Boselli Foundation
- Formation: 1995
- Headquarters: Jacksonville, Florida, United States
- Revenue: $640,349 (2015)
- Expenses: $561,977 (2015)
- Website: www.bosellifoundation.com

= Boselli Foundation =

U.S. non-profit organization

The Boselli Foundation is a 501(c)(3) non-profit organization based in Jacksonville, Florida. It is intended to provide academic and athletic support for local children, especially those with limited financial resources. Founded in 1995 by Tony Boselli, the first player drafted by the Jacksonville Jaguars, and his wife Angi, it is one of the older "celebrity" charitable foundations in the First Coast area and replaces programs started by the now defunct Otis Smith Kids Foundation.

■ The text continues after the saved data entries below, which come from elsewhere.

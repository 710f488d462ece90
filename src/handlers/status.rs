use axum::{extract::State, response::Json};
use tracing::instrument;

use crate::schemas::{AppState, StatusResponse};

/// Service liveness endpoint
#[utoipa::path(
    get,
    path = "/status",
    tag = "status",
    responses(
        (status = 200, description = "Service is running", body = StatusResponse)
    )
)]
#[instrument(skip(state))]
pub async fn status_check(State(state): State<AppState>) -> Json<StatusResponse> {
    let data_dir = match tokio::fs::metadata(state.store.data_dir()).await {
        Ok(metadata) if metadata.is_dir() => "available",
        _ => "missing",
    };

    Json(StatusResponse {
        status: "healthy".to_string(),
        version: env!("CARGO_PKG_VERSION").to_string(),
        data_dir: data_dir.to_string(),
    })
}
use axum::{extract::State, response::Json};
use common::GraphResponse;
use tracing::{debug, instrument};

use super::response_timestamp;
use crate::schemas::{error_response, ApiError, AppState, CachedData};

const CACHE_KEY: &str = "graph";

/// Nodes and edges of the latest recorded call graph
#[utoipa::path(
    get,
    path = "/api/graph/",
    tag = "analytics",
    responses(
        (status = 200, description = "Latest call-graph snapshot; empty lists when none is recorded", body = GraphResponse),
        (status = 500, description = "Snapshot files could not be read", body = common::ErrorResponse)
    )
)]
#[instrument(skip(state))]
pub async fn get_graph(State(state): State<AppState>) -> Result<Json<GraphResponse>, ApiError> {
    if let Some(CachedData::Graph(response)) = state.cache.get(CACHE_KEY).await {
        debug!("Call graph served from cache");
        return Ok(Json(response));
    }

    let response = state
        .store
        .graph_response(&response_timestamp())
        .await
        .map_err(|e| error_response(&e))?;

    state
        .cache
        .insert(CACHE_KEY.to_string(), CachedData::Graph(response.clone()))
        .await;

    Ok(Json(response))
}
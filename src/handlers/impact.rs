use axum::{extract::State, response::Json};
use common::ImpactResponse;
use tracing::{debug, instrument};

use super::response_timestamp;
use crate::schemas::{error_response, ApiError, AppState, CachedData};

const CACHE_KEY: &str = "impact";

/// Impact ranking from the persisted risk analysis
#[utoipa::path(
    get,
    path = "/api/impact/",
    tag = "analytics",
    responses(
        (status = 200, description = "Impact ranking snapshot", body = ImpactResponse),
        (status = 500, description = "Snapshot files could not be read", body = common::ErrorResponse)
    )
)]
#[instrument(skip(state))]
pub async fn get_impact(State(state): State<AppState>) -> Result<Json<ImpactResponse>, ApiError> {
    if let Some(CachedData::Impact(response)) = state.cache.get(CACHE_KEY).await {
        debug!("Impact ranking served from cache");
        return Ok(Json(response));
    }

    let response = state
        .store
        .impact_response(&response_timestamp())
        .await
        .map_err(|e| error_response(&e))?;

    state
        .cache
        .insert(CACHE_KEY.to_string(), CachedData::Impact(response.clone()))
        .await;

    Ok(Json(response))
}
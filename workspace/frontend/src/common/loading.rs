use yew::prelude::*;

#[derive(Properties, PartialEq)]
pub struct LoadingPanelProps {
    /// Text under the spinner, e.g. "Loading forecast..."
    pub label: AttrValue,
}

/// Placeholder shown while a panel waits for its first response
#[function_component(LoadingPanel)]
pub fn loading_panel(props: &LoadingPanelProps) -> Html {
    html! {
        <div class="flex flex-col justify-center items-center gap-3 py-12 text-gray-400" aria-busy="true">
            <span class="loading loading-spinner loading-lg"></span>
            <span class="text-sm">{props.label.clone()}</span>
        </div>
    }
}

In 1997, Boselli was named the Jaguars True Value NFL Man of the Year for his community involvement with the Boselli Foundation. "Helping children become champions at home, school, and in the community" is the focus of all programs provided by The Boselli Foundation.

==Activities==
- The annual holiday Shop with a Jock event.
- The Most Valuable Teacher Award (M.V.T.) was established in 1997 to recognize excellence in local public educators. The 2000 winner was Michelle Gaskins of Englewood High School, who received a $10,000 grant. Joey Wiles of St. Augustine High School and Tim Worsowicz of Forrest High School received $5,000 grants.
- Christian Scholar-Athlete College Scholarships - On May 19, 2001, 10 full-tuition, four-year college scholarships were presented.
- Youth Life Learning Center - The first one was created at Simonds Johnson Park on the Northside during the summer of 2007. The foundation rehabilitated the existing community center which had been vandalized, covered with graffiti and closed down. Work on a second facility was begun in July, 2008 at Russell Bill Cook Park in the eastside neighborhood downtown. The Boselli Foundation teamed up with Builders Care and Engle Homes to renovate the current building and put up a 1000 sqft building next door.